Richard Tullis - Analyst
Okay. And given the acquisition, what sort of CapEx range could we expect next year including drilling on the new area?
Travis Stice - President, CEO
That is a fair question Richard. And I know that there is a lot of interest to what our 2014 CapEx is going to be, but you have got to wait for me until about November when I roll out my full plan, and we will be able to give you a real wholesome view of what our 2014 looks like at that time.
Richard Tullis - Analyst
Okay. And then just lastly from me, I guess this acquisition gives us a pretty good indicator of what the Martin County acreage is going for currently. What is current acreage cost in Midland County?
Travis Stice - President, CEO
I mean you look at the same data that we do Richard, we have got a couple of transactions that occurred with RSP and Resolute, and then the Pioneer deal down in their JB area, so those are the same data points that we look at.
Richard Tullis - Analyst
Okay. Thanks a bunch.
Travis Stice - President, CEO
You bet Richard.
Operator
Our next question is from Jason Wangler from Wunderlich Securities. Your line is open.
Jason Wangler - Analyst
Good morning. Just curious on the new stuff, what do you see, at least I know you don't have a good feel for next year yet, but for this year will there be some vertical drilling, is there anything that you need to hold leases, or maybe even look to start a horizontal as you get that closed, and kind of get your hands on it?

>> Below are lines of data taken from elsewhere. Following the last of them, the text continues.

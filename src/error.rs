//! Application error taxonomy and its HTTP mapping.
//!
//! Every entry point reports failures through [`AppError`]. The [`IntoResponse`]
//! impl is the single place where an error kind becomes an observable result:
//! a JSON envelope with `status: "Error"`, a human-readable message and a
//! machine-readable code.
//!
//! Internal errors only ever carry a generic message. The underlying cause is
//! logged where it happens and never reaches the response body.

use axum::{
    Json,
    http::StatusCode,
    response::{IntoResponse, Response},
};
use serde::{Deserialize, Serialize};
use serde_json::{Value, json};
use thiserror::Error;
use validator::ValidationErrors;

/// Outcome marker carried by every response envelope.
#[derive(Debug, Clone, Copy, PartialEq, Eq, Serialize, Deserialize)]
pub enum Status {
    #[serde(rename = "OK")]
    Ok,
    Error,
}

/// JSON body returned for every failed request.
#[derive(Debug, Serialize)]
pub struct ErrorBody {
    pub status: Status,
    pub error: String,
    pub code: &'static str,
    #[serde(skip_serializing_if = "Value::is_null")]
    pub details: Value,
}

#[derive(Debug, Error)]
pub enum AppError {
    #[error("{message}")]
    Validation { message: String, details: Value },
    #[error("{message}")]
    NotFound { message: String, details: Value },
    #[error("{message}")]
    Conflict { message: String, details: Value },
    #[error("{message}")]
    Internal { message: String },
}

impl AppError {
    pub fn bad_request(message: impl Into<String>, details: Value) -> Self {
        Self::Validation {
            message: message.into(),
            details,
        }
    }

    pub fn not_found(message: impl Into<String>, details: Value) -> Self {
        Self::NotFound {
            message: message.into(),
            details,
        }
    }

    pub fn conflict(message: impl Into<String>, details: Value) -> Self {
        Self::Conflict {
            message: message.into(),
            details,
        }
    }

    /// Internal failure with a generic, caller-safe message.
    ///
    /// Log the real cause before constructing this; it is not stored here.
    pub fn internal(message: impl Into<String>) -> Self {
        Self::Internal {
            message: message.into(),
        }
    }

    /// Stable machine-readable code for the error kind.
    pub fn code(&self) -> &'static str {
        match self {
            AppError::Validation { .. } => "validation_error",
            AppError::NotFound { .. } => "not_found",
            AppError::Conflict { .. } => "conflict",
            AppError::Internal { .. } => "internal_error",
        }
    }

    pub fn status_code(&self) -> StatusCode {
        match self {
            AppError::Validation { .. } => StatusCode::BAD_REQUEST,
            AppError::NotFound { .. } => StatusCode::NOT_FOUND,
            AppError::Conflict { .. } => StatusCode::CONFLICT,
            AppError::Internal { .. } => StatusCode::INTERNAL_SERVER_ERROR,
        }
    }

    /// Builds the response envelope without consuming the error.
    pub fn to_error_body(&self) -> ErrorBody {
        let details = match self {
            AppError::Validation { details, .. }
            | AppError::NotFound { details, .. }
            | AppError::Conflict { details, .. } => details.clone(),
            AppError::Internal { .. } => Value::Null,
        };

        ErrorBody {
            status: Status::Error,
            error: self.to_string(),
            code: self.code(),
            details,
        }
    }
}

impl IntoResponse for AppError {
    fn into_response(self) -> Response {
        (self.status_code(), Json(self.to_error_body())).into_response()
    }
}

impl From<ValidationErrors> for AppError {
    fn from(errors: ValidationErrors) -> Self {
        let mut messages: Vec<String> = errors
            .field_errors()
            .into_iter()
            .flat_map(|(field, field_errors)| {
                field_errors.iter().map(move |e| match &e.message {
                    Some(message) => message.to_string(),
                    None => format!("field {} is not valid", field),
                })
            })
            .collect();
        messages.sort();

        let message = if messages.is_empty() {
            "invalid request".to_string()
        } else {
            messages.join(", ")
        };

        let details = serde_json::to_value(&errors).unwrap_or_else(|_| json!({}));

        AppError::bad_request(message, details)
    }
}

Travis Stice - President, CEO
We might look at on the getting a horizontal well or two drilled there late this year or early next year. Any vertical wells we might drill might be to access a little, some science, but at this point right now we are still putting our full development plan together, as respect to timing of when we will get up there and drill. But the lease obligations aren't so onerous that we are going to have to go up there and drill a lot of vertical wells to keep the blocks together.
Jason Wangler - Analyst
Just in general, where do you think on a rough estimate are you as far as held by production for, I mean at this guess if you call it legacy acreage and then obviously this new stuff too, where those two numbers are just for an idea of the vertical programs going forward?

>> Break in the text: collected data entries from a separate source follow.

//! Alias removal.

use std::sync::Arc;

use serde_json::json;
use tracing::{error, info};

use crate::domain::repositories::{StoreError, UrlDeleter};
use crate::error::AppError;
use crate::infrastructure::cache::CacheService;

const OP: &str = "services::deletion::delete";

/// Service permanently removing alias mappings.
///
/// Deleting an alias that does not exist is reported as not found rather than
/// treated as an idempotent success. Every entry point deletes through this
/// service, so the redirect cache is invalidated whichever one is used.
pub struct DeletionService {
    deleter: Arc<dyn UrlDeleter>,
    cache: Arc<dyn CacheService>,
}

impl DeletionService {
    pub fn new(deleter: Arc<dyn UrlDeleter>, cache: Arc<dyn CacheService>) -> Self {
        Self { deleter, cache }
    }

    /// Removes the mapping stored under `alias`, then invalidates its cache
    /// entry.
    ///
    /// A failed invalidation is logged but does not fail the call: the store
    /// removal has already happened.
    ///
    /// # Errors
    ///
    /// Returns [`AppError::Validation`] if `alias` is empty (the store is not called).
    /// Returns [`AppError::NotFound`] if `alias` is not mapped.
    /// Returns [`AppError::Internal`] on any other store failure.
    pub async fn delete(&self, alias: &str) -> Result<(), AppError> {
        if alias.is_empty() {
            info!(op = OP, "alias is empty");
            return Err(AppError::bad_request(
                "invalid request",
                json!({ "field": "alias", "reason": "alias is empty" }),
            ));
        }

        match self.deleter.delete_url(alias).await {
            Ok(()) => {
                info!(op = OP, alias, "url deleted");
                if let Err(e) = self.cache.invalidate(alias).await {
                    error!(op = OP, alias, error = %e, "failed to invalidate cache");
                }
                Ok(())
            }
            Err(StoreError::NotFound) => {
                info!(op = OP, alias, "url not found");
                Err(AppError::not_found(
                    "url not found",
                    json!({ "alias": alias }),
                ))
            }
            Err(e) => {
                error!(op = OP, alias, error = %e, "failed to delete url");
                Err(AppError::internal("failed to delete url"))
            }
        }
    }
}
//! Store capability traits for the domain layer.
//!
//! The store is split into narrow capabilities so each service depends only on
//! the operation it performs:
//!
//! - [`UrlSaver`] - used by the shortening service
//! - [`UrlGetter`] - used by the resolution service
//! - [`UrlDeleter`] - used by the deletion service
//! - [`StoreHealth`] - used by the health endpoint
//!
//! Implementations live in `crate::infrastructure::persistence`. Mock
//! implementations are generated via `mockall` for unit tests.

pub mod url_store;

pub use url_store::{StoreError, StoreHealth, UrlDeleter, UrlGetter, UrlSaver, UrlStore};

#[cfg(test)]
pub use url_store::{MockStoreHealth, MockUrlDeleter, MockUrlGetter, MockUrlSaver};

Travis Stice - President, CEO
Yes, if you look at our legacy acreage , we are around 40% held by production, and then, what was your second part of that question?
Jason Wangler - Analyst
And then the new acreage that you are acquiring, do you have a rough estimate there?

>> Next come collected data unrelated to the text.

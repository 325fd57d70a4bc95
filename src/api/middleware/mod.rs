//! HTTP middleware for request processing.
//!
//! Provides request id handling and observability middleware.

pub mod request_id;
pub mod tracing;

Travis Stice - President, CEO
It is about 30% HBP.
Jason Wangler - Analyst
That is helpful. Thank you.
Operator
Our next question is from Ipsit Mohanty from Canaccord, your line is open.
Ipsit Mohanty - Analyst
Hey good morning Travis and team. My first question is a broader question on looking at your acreage, wondering if you can say your confidence level about Wolfcamp prospectivity in the counties other than Midland and Upton, that is Crockett, Ector, and in the western of Andrews County, please?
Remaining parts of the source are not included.